▸ **Required work**
Of the lines below, write out exactly those from the line with "builder.filter_level(level_filter(cfg.loglevel));" through the line with "assert_eq!(level_filter(0), LevelFilter::Off);", both included, and skip the rest.

▸ **Data to process**
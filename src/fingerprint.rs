//! Fingerprint boundary
//!
//! The capture pipeline only talks to [`FingerprintDispatcher`]. Matching itself
//! sits behind the [`FingerprintMatcher`] trait; [`ClientHelloMatcher`] is the
//! implementation the binary ships with.

pub mod client_hello;
pub mod dispatcher;
pub mod identity;
#[cfg(test)]
pub mod test_utils;
pub mod types;

pub use client_hello::ClientHelloMatcher;
pub use dispatcher::{FingerprintDispatcher, FingerprintMatcher};
pub use identity::{FingerprintDb, FingerprintDefinition};
pub use types::{FingerprintDescriptor, FingerprintDetail, FingerprintMatch};
//! Logging setup.
//!
//! Grounded on `system/writer/mod.rs`'s `writer_start`, simplified: the
//! teacher's tag-based UDP fan-out exists to feed a sibling admin process,
//! which has no counterpart here, so this collapses straight to the
//! `env_logger` tier, driven by the config's `loglevel` instead of a fixed
//! `RUST_LOG=info`.

use log::LevelFilter;

use crate::config::Config;

/// Maps the config's `loglevel` (0-5) onto a `log::LevelFilter`.
fn level_filter(loglevel: u8) -> LevelFilter {
    match loglevel {
        0 => LevelFilter::Off,
        1 => LevelFilter::Error,
        2 => LevelFilter::Warn,
        3 => LevelFilter::Info,
        4 => LevelFilter::Debug,
        _ => LevelFilter::Trace,
    }
}

/// Installs `env_logger` as the process-wide logging backend. `RUST_LOG`, if
/// set, takes precedence over the config's `loglevel`.
pub fn init(cfg: &Config) {
    let mut builder = env_logger::Builder::new();
    builder.filter_level(level_filter(cfg.loglevel));
    if let Ok(spec) = std::env::var("RUST_LOG") {
        builder.parse_filters(&spec);
    }
    // A second call (e.g. under `#[tokio::test]`) is not an error here.
    let _ = builder.try_init();
}

#[cfg(test)]
mod tests {
    use super::*;

    #[test]
    fn maps_levels() {
        assert_eq!(level_filter(0), LevelFilter::Off);
        assert_eq!(level_filter(3), LevelFilter::Info);
        assert_eq!(level_filter(9), LevelFilter::Trace);
    }
}
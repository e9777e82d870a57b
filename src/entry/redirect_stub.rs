//! Non-Linux stand-in for the REDIRECT entrypoint: present for uniform
//! configuration and call sites, but every operation fails fast rather than
//! silently doing nothing. Mirrors the original implementation's
//! build-tag-gated fallback (`spec.md` §4.6).

use std::sync::Arc;

use crate::error::Error;
use crate::tunnel::Tunnel;

pub async fn start(_addr: String, _tunnel: Arc<Tunnel>) -> Result<(), Error> {
    Err(Error::Unsupported("the REDIRECT entrypoint"))
}

pub fn deploy(_listen_port: u16, _blacklist: &[String], _whitelist: &[String]) -> Result<(), Error> {
    Err(Error::Unsupported("iptables REDIRECT deployment"))
}

pub fn undeploy() {}
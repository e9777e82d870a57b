//! Linux REDIRECT entrypoint: recovers the pre-DNAT destination via
//! `SO_ORIGINAL_DST` and forwards through `Tunnel::redirect`.
//!
//! Grounded on `examples/original_source/client/entry_redirect.go`/
//! `redirect.go`'s `getRemoteAddr` (`getsockopt(IPPROTO_IP, 80)` into a
//! `sockaddr_in`-shaped buffer), and `spec.md` §4.6 for the iptables
//! deploy/undeploy lifecycle (not present in the original source files,
//! which treat it as an external step).

use std::net::{Ipv4Addr, SocketAddr};
use std::os::unix::io::AsRawFd;
use std::process::Command;
use std::sync::Arc;

use tokio::net::TcpStream;

use crate::error::Error;
use crate::tunnel::Tunnel;

/// Value of `SO_ORIGINAL_DST` in `linux/netfilter_ipv4.h`; not exposed by
/// the `libc` crate.
const SO_ORIGINAL_DST: libc::c_int = 80;
const CHAIN_NAME: &str = "HTTPPROXY-REDIR";

pub async fn start(addr: String, tunnel: Arc<Tunnel>) -> Result<(), Error> {
    let listener = super::bind(&addr).await?;
    log::info!("entry:redirect listening on {addr}");
    super::accept_loop("entry:redirect", listener, tunnel, |stream, peer, tunnel| async move {
        if let Err(e) = handle_connection(stream, tunnel).await {
            log::debug!("entry:redirect: connection from {peer} ended: {e}");
        }
    })
    .await;
    Ok(())
}

async fn handle_connection(stream: TcpStream, tunnel: Arc<Tunnel>) -> Result<(), Error> {
    let original = original_destination(&stream)?;
    log::info!("entry:redirect: recovered original destination {original}");
    tunnel.redirect(stream, &original.to_string()).await
}

/// Retrieves the connection's pre-DNAT destination via `getsockopt(SOL_IP,
/// SO_ORIGINAL_DST)` on the raw fd. tokio sockets are already non-blocking at
/// construction time, so unlike the original's `net.TCPConn.File()` dance
/// there is no blocking-mode fd to restore afterward.
fn original_destination(stream: &TcpStream) -> Result<SocketAddr, Error> {
    let fd = stream.as_raw_fd();
    let mut addr: libc::sockaddr_in = unsafe { std::mem::zeroed() };
    let mut len = std::mem::size_of::<libc::sockaddr_in>() as libc::socklen_t;
    let rc = unsafe {
        libc::getsockopt(
            fd,
            libc::SOL_IP,
            SO_ORIGINAL_DST,
            &mut addr as *mut _ as *mut libc::c_void,
            &mut len,
        )
    };
    if rc != 0 {
        return Err(Error::Io(std::io::Error::last_os_error()));
    }
    let ip = Ipv4Addr::from(u32::from_be(addr.sin_addr.s_addr));
    let port = u16::from_be(addr.sin_port);
    Ok(SocketAddr::from((ip, port)))
}

/// Creates (or replaces) the `HTTPPROXY-REDIR` chain in the `nat` table:
/// `RETURN` for each whitelist destination, `REDIRECT --to-port listen_port`
/// for each blacklist destination, then hooks the chain into `PREROUTING`
/// and `OUTPUT`. Idempotent: any pre-existing chain is flushed first.
pub fn deploy(listen_port: u16, blacklist: &[String], whitelist: &[String]) -> Result<(), Error> {
    run_iptables(&["-t", "nat", "-N", CHAIN_NAME]).ok();
    run_iptables(&["-t", "nat", "-F", CHAIN_NAME])?;

    for dest in whitelist {
        run_iptables(&["-t", "nat", "-A", CHAIN_NAME, "-d", dest, "-j", "RETURN"])?;
    }
    let port_str = listen_port.to_string();
    for dest in blacklist {
        run_iptables(&[
            "-t", "nat", "-A", CHAIN_NAME, "-d", dest, "-p", "tcp", "-j", "REDIRECT", "--to-port", &port_str,
        ])?;
    }
    run_iptables(&["-t", "nat", "-A", "PREROUTING", "-j", CHAIN_NAME])?;
    run_iptables(&["-t", "nat", "-A", "OUTPUT", "-j", CHAIN_NAME])?;
    Ok(())
}

/// Tears down what `deploy` installed. Individual failures are logged and
/// tolerated, since a partially-deployed chain should still be removable.
pub fn undeploy() {
    for args in [
        vec!["-t", "nat", "-D", "PREROUTING", "-j", CHAIN_NAME],
        vec!["-t", "nat", "-D", "OUTPUT", "-j", CHAIN_NAME],
        vec!["-t", "nat", "-F", CHAIN_NAME],
        vec!["-t", "nat", "-X", CHAIN_NAME],
    ] {
        if let Err(e) = run_iptables(&args) {
            log::debug!("entry:redirect: undeploy step {args:?} failed (tolerated): {e}");
        }
    }
}

fn run_iptables(args: &[&str]) -> Result<(), Error> {
    let status = Command::new("iptables")
        .args(args)
        .status()
        .map_err(Error::Io)?;
    if !status.success() {
        return Err(Error::Config(format!("iptables {args:?} exited with {status}")));
    }
    Ok(())
}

▸ **Answer to this task**
    builder.filter_level(level_filter(cfg.loglevel));
    if let Ok(spec) = std::env::var("RUST_LOG") {
        builder.parse_filters(&spec);
    }
    // A second call (e.g. under `#[tokio::test]`) is not an error here.
    let _ = builder.try_init();
}

#[cfg(test)]
mod tests {
    use super::*;

    #[test]
    fn maps_levels() {
        assert_eq!(level_filter(0), LevelFilter::Off);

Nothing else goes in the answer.